Exercise>
In the listing below, the lines starting with the line with "attribution → scoring pipeline." and going on through the line with "produced a candidate." are to be reproduced exactly, and only those.

Study material>
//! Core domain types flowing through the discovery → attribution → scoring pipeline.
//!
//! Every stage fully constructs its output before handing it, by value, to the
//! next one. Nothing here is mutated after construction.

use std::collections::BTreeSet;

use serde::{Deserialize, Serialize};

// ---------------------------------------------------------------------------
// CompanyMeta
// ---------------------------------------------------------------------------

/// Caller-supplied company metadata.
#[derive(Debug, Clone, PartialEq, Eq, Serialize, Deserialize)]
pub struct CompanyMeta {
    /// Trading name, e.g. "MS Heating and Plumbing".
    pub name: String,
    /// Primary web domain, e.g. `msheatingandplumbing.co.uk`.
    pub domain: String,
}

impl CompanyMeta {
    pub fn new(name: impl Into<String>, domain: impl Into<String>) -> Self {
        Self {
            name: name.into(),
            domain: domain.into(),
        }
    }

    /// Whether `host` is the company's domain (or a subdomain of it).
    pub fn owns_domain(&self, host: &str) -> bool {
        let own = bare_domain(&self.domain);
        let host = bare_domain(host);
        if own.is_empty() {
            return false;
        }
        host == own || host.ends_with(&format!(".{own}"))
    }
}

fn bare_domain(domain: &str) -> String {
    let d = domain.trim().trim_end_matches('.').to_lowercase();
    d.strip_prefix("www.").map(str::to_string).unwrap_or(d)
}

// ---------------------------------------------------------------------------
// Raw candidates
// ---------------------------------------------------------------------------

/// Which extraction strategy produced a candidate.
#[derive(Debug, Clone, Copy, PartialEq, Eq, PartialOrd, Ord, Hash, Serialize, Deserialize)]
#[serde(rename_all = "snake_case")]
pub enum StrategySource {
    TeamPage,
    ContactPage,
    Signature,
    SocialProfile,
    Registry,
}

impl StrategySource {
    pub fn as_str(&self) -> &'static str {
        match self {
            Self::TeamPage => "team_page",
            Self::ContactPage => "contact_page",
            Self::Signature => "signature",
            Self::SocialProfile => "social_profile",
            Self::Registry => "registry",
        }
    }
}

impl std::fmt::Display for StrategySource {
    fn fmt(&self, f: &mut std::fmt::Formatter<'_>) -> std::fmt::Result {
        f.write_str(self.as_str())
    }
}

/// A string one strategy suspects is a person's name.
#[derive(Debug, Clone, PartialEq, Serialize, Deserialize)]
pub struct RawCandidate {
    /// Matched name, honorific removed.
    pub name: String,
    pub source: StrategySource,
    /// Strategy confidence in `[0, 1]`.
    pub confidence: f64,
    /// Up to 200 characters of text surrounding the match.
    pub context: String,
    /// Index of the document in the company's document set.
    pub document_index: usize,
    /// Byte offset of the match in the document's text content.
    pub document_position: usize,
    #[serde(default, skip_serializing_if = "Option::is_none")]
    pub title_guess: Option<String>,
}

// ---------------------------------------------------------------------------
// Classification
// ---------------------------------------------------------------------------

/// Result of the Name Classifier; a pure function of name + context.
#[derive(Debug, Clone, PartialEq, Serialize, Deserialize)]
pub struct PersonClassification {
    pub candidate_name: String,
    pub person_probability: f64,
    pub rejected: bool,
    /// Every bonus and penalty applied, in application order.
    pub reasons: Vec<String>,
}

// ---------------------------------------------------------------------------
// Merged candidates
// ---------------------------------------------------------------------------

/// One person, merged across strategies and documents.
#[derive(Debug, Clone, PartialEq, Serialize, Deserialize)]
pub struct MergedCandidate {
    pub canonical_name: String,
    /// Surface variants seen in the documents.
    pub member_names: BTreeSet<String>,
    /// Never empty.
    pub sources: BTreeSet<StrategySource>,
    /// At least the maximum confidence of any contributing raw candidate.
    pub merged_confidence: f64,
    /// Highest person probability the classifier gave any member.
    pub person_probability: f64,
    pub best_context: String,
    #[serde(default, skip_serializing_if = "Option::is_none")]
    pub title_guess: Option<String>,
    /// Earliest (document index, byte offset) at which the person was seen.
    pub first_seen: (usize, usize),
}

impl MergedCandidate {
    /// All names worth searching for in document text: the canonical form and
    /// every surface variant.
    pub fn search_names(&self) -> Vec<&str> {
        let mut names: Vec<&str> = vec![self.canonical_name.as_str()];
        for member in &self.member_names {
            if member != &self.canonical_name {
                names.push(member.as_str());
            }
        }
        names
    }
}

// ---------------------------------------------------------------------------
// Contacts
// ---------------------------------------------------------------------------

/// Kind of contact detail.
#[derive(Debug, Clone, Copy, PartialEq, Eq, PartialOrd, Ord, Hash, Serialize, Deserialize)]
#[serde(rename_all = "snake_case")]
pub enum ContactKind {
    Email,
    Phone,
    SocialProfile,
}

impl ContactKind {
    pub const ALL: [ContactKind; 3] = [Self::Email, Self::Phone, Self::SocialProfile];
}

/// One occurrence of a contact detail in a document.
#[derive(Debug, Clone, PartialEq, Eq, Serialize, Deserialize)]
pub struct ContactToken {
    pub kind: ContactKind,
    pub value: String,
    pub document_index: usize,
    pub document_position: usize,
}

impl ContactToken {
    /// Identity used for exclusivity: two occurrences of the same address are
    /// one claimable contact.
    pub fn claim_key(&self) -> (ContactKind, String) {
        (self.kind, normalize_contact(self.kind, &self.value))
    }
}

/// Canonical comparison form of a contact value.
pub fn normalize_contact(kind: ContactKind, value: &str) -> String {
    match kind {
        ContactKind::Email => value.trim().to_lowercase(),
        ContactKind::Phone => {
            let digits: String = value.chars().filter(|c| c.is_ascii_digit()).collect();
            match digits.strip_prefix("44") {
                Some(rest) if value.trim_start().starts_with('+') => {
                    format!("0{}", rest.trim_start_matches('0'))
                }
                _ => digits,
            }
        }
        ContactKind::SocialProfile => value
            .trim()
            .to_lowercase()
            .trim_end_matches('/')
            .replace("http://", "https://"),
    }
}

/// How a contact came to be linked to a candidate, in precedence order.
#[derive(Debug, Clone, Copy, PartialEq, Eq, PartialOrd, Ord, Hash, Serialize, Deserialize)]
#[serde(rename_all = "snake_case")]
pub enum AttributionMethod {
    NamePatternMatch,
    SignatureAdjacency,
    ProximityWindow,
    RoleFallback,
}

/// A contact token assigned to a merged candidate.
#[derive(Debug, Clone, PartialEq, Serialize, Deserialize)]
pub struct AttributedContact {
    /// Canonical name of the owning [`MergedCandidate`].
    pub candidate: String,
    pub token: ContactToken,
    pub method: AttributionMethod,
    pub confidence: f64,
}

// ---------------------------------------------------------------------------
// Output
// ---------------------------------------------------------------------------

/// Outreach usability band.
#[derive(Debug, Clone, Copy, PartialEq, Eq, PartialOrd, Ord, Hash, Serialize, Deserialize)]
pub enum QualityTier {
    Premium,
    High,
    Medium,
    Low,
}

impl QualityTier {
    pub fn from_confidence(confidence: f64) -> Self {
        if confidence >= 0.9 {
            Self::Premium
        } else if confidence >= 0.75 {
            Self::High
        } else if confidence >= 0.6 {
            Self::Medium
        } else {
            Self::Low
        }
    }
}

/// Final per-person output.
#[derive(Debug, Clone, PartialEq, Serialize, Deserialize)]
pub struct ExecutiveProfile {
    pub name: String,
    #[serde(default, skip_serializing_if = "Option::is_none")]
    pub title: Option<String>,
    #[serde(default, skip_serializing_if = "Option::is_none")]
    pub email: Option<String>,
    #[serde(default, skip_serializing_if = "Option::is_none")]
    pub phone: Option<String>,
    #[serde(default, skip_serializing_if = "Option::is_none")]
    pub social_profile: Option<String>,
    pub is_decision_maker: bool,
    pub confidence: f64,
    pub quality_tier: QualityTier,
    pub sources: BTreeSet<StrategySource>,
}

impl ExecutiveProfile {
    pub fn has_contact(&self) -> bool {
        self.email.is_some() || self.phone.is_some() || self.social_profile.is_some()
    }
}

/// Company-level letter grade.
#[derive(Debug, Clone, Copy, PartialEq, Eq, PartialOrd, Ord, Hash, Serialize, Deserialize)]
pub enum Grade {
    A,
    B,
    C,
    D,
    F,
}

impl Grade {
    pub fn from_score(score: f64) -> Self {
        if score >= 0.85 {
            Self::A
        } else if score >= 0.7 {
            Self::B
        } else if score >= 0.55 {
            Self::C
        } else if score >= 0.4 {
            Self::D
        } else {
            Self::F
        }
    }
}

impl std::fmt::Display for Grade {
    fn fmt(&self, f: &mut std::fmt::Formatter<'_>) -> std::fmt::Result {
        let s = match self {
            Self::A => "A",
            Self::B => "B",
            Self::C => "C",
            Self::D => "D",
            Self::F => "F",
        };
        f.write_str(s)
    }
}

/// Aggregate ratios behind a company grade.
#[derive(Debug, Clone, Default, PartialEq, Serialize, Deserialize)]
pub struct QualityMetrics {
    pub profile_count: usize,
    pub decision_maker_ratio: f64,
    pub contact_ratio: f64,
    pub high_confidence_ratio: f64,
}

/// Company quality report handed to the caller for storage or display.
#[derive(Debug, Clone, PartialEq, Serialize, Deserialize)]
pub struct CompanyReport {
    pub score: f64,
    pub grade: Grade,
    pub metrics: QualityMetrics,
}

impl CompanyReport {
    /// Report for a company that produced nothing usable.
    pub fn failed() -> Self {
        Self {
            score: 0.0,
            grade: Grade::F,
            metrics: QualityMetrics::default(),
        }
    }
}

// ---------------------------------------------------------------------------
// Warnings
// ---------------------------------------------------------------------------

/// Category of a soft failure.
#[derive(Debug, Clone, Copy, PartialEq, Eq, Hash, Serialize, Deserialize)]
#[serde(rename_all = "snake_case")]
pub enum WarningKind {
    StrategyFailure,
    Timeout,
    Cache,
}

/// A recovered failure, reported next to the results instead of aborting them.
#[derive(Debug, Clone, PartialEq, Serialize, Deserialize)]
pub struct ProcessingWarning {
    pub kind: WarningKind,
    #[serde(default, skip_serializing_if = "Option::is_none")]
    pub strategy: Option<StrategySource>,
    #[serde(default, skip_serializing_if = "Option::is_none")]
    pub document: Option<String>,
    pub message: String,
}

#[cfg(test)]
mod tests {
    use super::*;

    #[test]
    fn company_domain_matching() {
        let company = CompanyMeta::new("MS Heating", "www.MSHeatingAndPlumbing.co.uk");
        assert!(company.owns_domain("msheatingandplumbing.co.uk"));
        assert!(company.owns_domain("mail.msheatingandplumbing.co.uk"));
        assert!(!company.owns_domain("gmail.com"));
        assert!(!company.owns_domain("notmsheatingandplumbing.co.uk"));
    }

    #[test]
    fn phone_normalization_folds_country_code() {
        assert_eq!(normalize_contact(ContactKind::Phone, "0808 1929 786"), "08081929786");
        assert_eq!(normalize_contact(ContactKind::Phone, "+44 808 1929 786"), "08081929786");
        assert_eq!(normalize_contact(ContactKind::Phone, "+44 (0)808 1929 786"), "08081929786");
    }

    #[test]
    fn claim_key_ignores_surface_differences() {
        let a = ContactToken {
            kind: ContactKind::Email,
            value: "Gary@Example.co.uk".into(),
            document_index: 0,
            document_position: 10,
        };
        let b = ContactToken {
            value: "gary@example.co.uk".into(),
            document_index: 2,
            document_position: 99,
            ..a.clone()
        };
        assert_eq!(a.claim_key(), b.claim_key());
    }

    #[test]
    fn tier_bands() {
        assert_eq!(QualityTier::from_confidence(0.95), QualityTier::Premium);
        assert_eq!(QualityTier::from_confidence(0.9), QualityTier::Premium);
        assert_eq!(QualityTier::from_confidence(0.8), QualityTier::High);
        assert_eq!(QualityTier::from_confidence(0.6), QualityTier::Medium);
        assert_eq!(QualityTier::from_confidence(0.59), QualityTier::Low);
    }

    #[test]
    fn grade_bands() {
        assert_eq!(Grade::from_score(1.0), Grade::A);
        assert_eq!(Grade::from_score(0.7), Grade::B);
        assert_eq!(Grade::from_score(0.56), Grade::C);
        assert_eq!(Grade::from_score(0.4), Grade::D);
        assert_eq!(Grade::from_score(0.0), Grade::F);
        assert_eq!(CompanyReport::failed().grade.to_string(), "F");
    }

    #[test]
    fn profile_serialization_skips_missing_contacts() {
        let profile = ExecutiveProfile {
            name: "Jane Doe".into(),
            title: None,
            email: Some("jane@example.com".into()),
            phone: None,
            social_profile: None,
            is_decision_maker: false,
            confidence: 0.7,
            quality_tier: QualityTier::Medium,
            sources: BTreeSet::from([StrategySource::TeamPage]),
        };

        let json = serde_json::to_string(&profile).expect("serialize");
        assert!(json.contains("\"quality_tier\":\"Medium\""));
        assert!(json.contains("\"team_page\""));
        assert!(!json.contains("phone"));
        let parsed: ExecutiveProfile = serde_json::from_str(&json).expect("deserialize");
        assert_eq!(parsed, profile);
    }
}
---
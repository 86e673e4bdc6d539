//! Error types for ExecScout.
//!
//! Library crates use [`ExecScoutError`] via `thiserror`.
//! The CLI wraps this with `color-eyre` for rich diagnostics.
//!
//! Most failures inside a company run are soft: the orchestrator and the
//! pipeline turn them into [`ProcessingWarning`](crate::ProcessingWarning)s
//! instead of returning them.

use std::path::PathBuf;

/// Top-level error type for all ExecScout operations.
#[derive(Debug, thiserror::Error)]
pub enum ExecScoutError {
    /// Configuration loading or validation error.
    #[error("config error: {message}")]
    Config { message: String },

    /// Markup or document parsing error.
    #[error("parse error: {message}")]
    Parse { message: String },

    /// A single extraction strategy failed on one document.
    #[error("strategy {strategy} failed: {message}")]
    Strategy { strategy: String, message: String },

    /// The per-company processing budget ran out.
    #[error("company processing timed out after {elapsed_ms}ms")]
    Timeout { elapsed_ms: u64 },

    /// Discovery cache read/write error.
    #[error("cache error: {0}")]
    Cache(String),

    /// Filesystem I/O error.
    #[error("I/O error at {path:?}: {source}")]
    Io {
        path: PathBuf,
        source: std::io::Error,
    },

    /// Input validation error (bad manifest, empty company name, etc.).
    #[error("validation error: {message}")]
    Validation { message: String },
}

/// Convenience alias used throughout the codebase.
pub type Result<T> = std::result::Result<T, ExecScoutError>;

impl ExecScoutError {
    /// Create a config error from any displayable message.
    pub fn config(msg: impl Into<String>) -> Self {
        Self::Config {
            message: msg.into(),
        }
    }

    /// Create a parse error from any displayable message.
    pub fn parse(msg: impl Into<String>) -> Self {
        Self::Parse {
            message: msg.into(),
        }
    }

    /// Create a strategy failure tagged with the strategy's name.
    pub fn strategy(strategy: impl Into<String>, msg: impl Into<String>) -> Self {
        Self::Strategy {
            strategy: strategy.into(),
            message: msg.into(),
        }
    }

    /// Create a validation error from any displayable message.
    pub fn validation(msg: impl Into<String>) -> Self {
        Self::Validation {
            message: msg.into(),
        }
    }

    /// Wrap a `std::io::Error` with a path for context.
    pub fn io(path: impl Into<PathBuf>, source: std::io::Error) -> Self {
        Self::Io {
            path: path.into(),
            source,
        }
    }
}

Written solution>
//! Core domain types flowing through the discovery → attribution → scoring pipeline.
//!
//! Every stage fully constructs its output before handing it, by value, to the
//! next one. Nothing here is mutated after construction.

use std::collections::BTreeSet;

use serde::{Deserialize, Serialize};

// ---------------------------------------------------------------------------
// CompanyMeta
// ---------------------------------------------------------------------------

/// Caller-supplied company metadata.
#[derive(Debug, Clone, PartialEq, Eq, Serialize, Deserialize)]
pub struct CompanyMeta {
    /// Trading name, e.g. "MS Heating and Plumbing".
    pub name: String,
    /// Primary web domain, e.g. `msheatingandplumbing.co.uk`.
    pub domain: String,
}

impl CompanyMeta {
    pub fn new(name: impl Into<String>, domain: impl Into<String>) -> Self {
        Self {
            name: name.into(),
            domain: domain.into(),
        }
    }

    /// Whether `host` is the company's domain (or a subdomain of it).
    pub fn owns_domain(&self, host: &str) -> bool {
        let own = bare_domain(&self.domain);
        let host = bare_domain(host);
        if own.is_empty() {
            return false;
        }
        host == own || host.ends_with(&format!(".{own}"))
    }
}

fn bare_domain(domain: &str) -> String {
    let d = domain.trim().trim_end_matches('.').to_lowercase();
    d.strip_prefix("www.").map(str::to_string).unwrap_or(d)
}

// ---------------------------------------------------------------------------
// Raw candidates
// ---------------------------------------------------------------------------

/// Which extraction strategy produced a candidate.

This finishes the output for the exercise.